I love this line because of the descriptive imagery.  I think throwing potato salad is such a real and pedestrian phrase, but in this context it is more visceral and powerful.  I also love how the second half of the line is so vulgar, it exemplifies the public reaction to the vulgarness of the poem.  The speech of public suicide is this poem in itself because of how risky it is to publish.

 

“I’m with you in Rockland

   where you’ve murdered your twelve secretaries

I’m with you in Rockland

   where you laugh at this invisible humor

I’m with you in Rockland

   where we are great writers on the same dreadful typewriter” – Part III

The connection between secretaries and typewriter is strong.  Then the connection between the typewriter as a tool to write that Ginsberg also uses connects him to the murders.  It is the sense that all people are being assaulted by the same force, but that the solidarity that Ginsberg has with his people is an almost invisible connection.  It is stronger than murders because of the power of literature.  One can share the written word, and those written words can connect people beyond what is observed on the surface level.

Annotations from “Howl” (1955) by Allen Ginsberg

“who coughed on the sixth floor of Harlem crowned with flame under the tubercular sky surrounded by orange crates of theology…who jumped off the Brooklyn Bridge this actually happened and walked away unknown…who journeyed to Denver, who died in Denver, who came back to Denver & waited in vain…who retired to Mexico to cultivate a habit, or Rocky Mount to tender Buddha”
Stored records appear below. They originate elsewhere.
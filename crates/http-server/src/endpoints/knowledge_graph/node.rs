use crate::AppState;
use crate::contract::{EmptyRequest, EndpointConfigTypes};
use crate::define_endpoint;
use crate::endpoints::shared::{NodeIdPathRequest, StatusResponse, parse_node_id, query_error_response};
use axum::extract::{Path, State};
use axum::http::StatusCode;
use axum::response::{IntoResponse, Json, Response};
use querying::NodeWithRelationships;
use serde::{Deserialize, Serialize};
use ts_rs::TS;

#[derive(Serialize, Deserialize, TS, Default, Debug)]
#[ts(export, export_to = "api.ts")]
pub struct NodeResponses {
    #[serde(rename = "200")]
    pub ok: Option<NodeWithRelationships>,
    #[serde(rename = "400")]
    pub bad_request: Option<StatusResponse>,
    #[serde(rename = "404")]
    pub not_found: Option<StatusResponse>,
}

pub struct NodeEndpointConfig;

impl EndpointConfigTypes for NodeEndpointConfig {
    type PathRequest = NodeIdPathRequest;
    type BodyRequest = EmptyRequest;
    type QueryRequest = EmptyRequest;
    type Response = NodeResponses;
}

define_endpoint! {
    NodeEndpoint,
    NodeEndpointDef,
    Get,
    "/knowledge-graph/node/{id}",
    ts_path_type = "`/api/knowledge-graph/node/${number}`",
    config = NodeEndpointConfig
}

/// A node with every edge touching it, each naming the node on the other end
pub async fn node_handler(
    State(state): State<AppState>,
    Path(path_params): Path<NodeIdPathRequest>,
) -> Response {
    let id = match parse_node_id(&path_params.id) {
        Ok(id) => id,
        Err(response) => return response,
    };

    match state.querying.node(id) {
        Ok(node) => (StatusCode::OK, Json(node)).into_response(),
        Err(e) => query_error_response(&e),
    }
}

#[cfg(test)]
mod tests {
    use super::*;
    use crate::testing::{node_id, shop_app_state, test_server};
    use database::graph::{NodeType, RelationshipType};

    #[tokio::test]
    async fn test_node_with_relationships() {
        let (state, _project) = shop_app_state();
        let server = test_server(&state);
        let create = node_id(&state, "OrderService#create()");

        let response = server.get(&format!("/api/knowledge-graph/node/{create}")).await;

        response.assert_status_ok();
        let body: NodeWithRelationships = response.json();
        assert_eq!(body.node.name, "create");
        assert!(body.incoming_relationships.iter().any(|r| {
            r.relationship_type == RelationshipType::Calls && r.related_node_name == "place"
        }));
        assert!(body.incoming_relationships.iter().any(|r| {
            r.relationship_type == RelationshipType::Contains
                && r.related_node_name == "OrderService"
        }));
        assert!(body.outgoing_relationships.iter().any(|r| {
            r.relationship_type == RelationshipType::Calls
                && r.related_node_name == "save"
                && r.related_node_type == NodeType::Method
        }));
    }

    #[tokio::test]
    async fn test_node_body_is_flat() {
        let (state, _project) = shop_app_state();
        let server = test_server(&state);
        let create = node_id(&state, "OrderService#create()");

        let body: serde_json::Value = server
            .get(&format!("/api/knowledge-graph/node/{create}"))
            .await
            .json();

        assert_eq!(body["id"], create);
        assert_eq!(body["name"], "create");
        assert!(body.get("node").is_none());
        let outgoing = body["outgoingRelationships"].as_array().unwrap();
        assert!(outgoing.iter().any(|edge| edge["relatedNodeName"] == "save"));
        assert!(outgoing.iter().all(|edge| edge.get("relationshipId").is_some()));
    }

    #[tokio::test]
    async fn test_node_errors() {
        let (state, _project) = shop_app_state();
        let server = test_server(&state);

        let response = server.get("/api/knowledge-graph/node/999999").await;
        response.assert_status(StatusCode::NOT_FOUND);
        let body: StatusResponse = response.json();
        assert_eq!(body.status, "node_not_found");

        let response = server.get("/api/knowledge-graph/node/abc").await;
        response.assert_status(StatusCode::BAD_REQUEST);
        let body: StatusResponse = response.json();
        assert_eq!(body.status, "invalid_node_id");
    }
}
  • The poem’s setting starts off locally in New York City and then expands beyond the state and then into other countries entirely, which goes to show the “nightmare world” Judge Horn’s was talking about in his analysis of the first section doesn’t pertain to city life in general. Allen Ginsberg took us on a journey and we traveled along the borders and saw closure for many things taking place whether it’s life, work, or relationship. Sickness in Harlem, suicidal attempt in Brookly, and death in Denver even in Mexico somebody’s daily routine was disrupted wether willingly or unwillingly. Things weren’t going to be the same anymore after that. I believe that can be some sort of foreshadowing into the future. Ginsberg is warning us of the rapid and ever-lasting change industrialization is going to create and how unsatisfying city life will become and the complexity life will usher. Many will have insatiable desires and may never be content all their lives.

 

“Moloch whose mind is pure machinery! Moloch whose blood is running money! Moloch whose fingers are ten armies! Moloch whose breast is a cannibal dynamo! Moloch whose ear is a smoking tomb!”

 

  • Here, Ginsberg metaphorically personifies the town of Moloch as he describes what it’s like. He says, “Moloch whose blood is running money” which could mean that the working class are affording their livelihood literally through blood, sweat, and tears as they are working continuously hard just like in Packingtown. The hard work of these people is generating millions of dollars for business owners. Also, “Moloch whose ear is a smoking tomb” and that could mean the chimney just overwhelms the atmosphere with the smoke from the machinery and that harms the environment. The polluted air with “Moloch whose fingers are ten armies” or overcrowdedness of the town is adding to the horrible living and working conditions of the people. Judge Horn said that this section, “an indictment of those elements in modern society destructive of the best qualities of human nature” and in this case these elements are intensive labor.

 

“I’m with you in Rockland

   where we hug and kiss the United States under our bedsheets the United States that coughs all night and won’t let us sleep”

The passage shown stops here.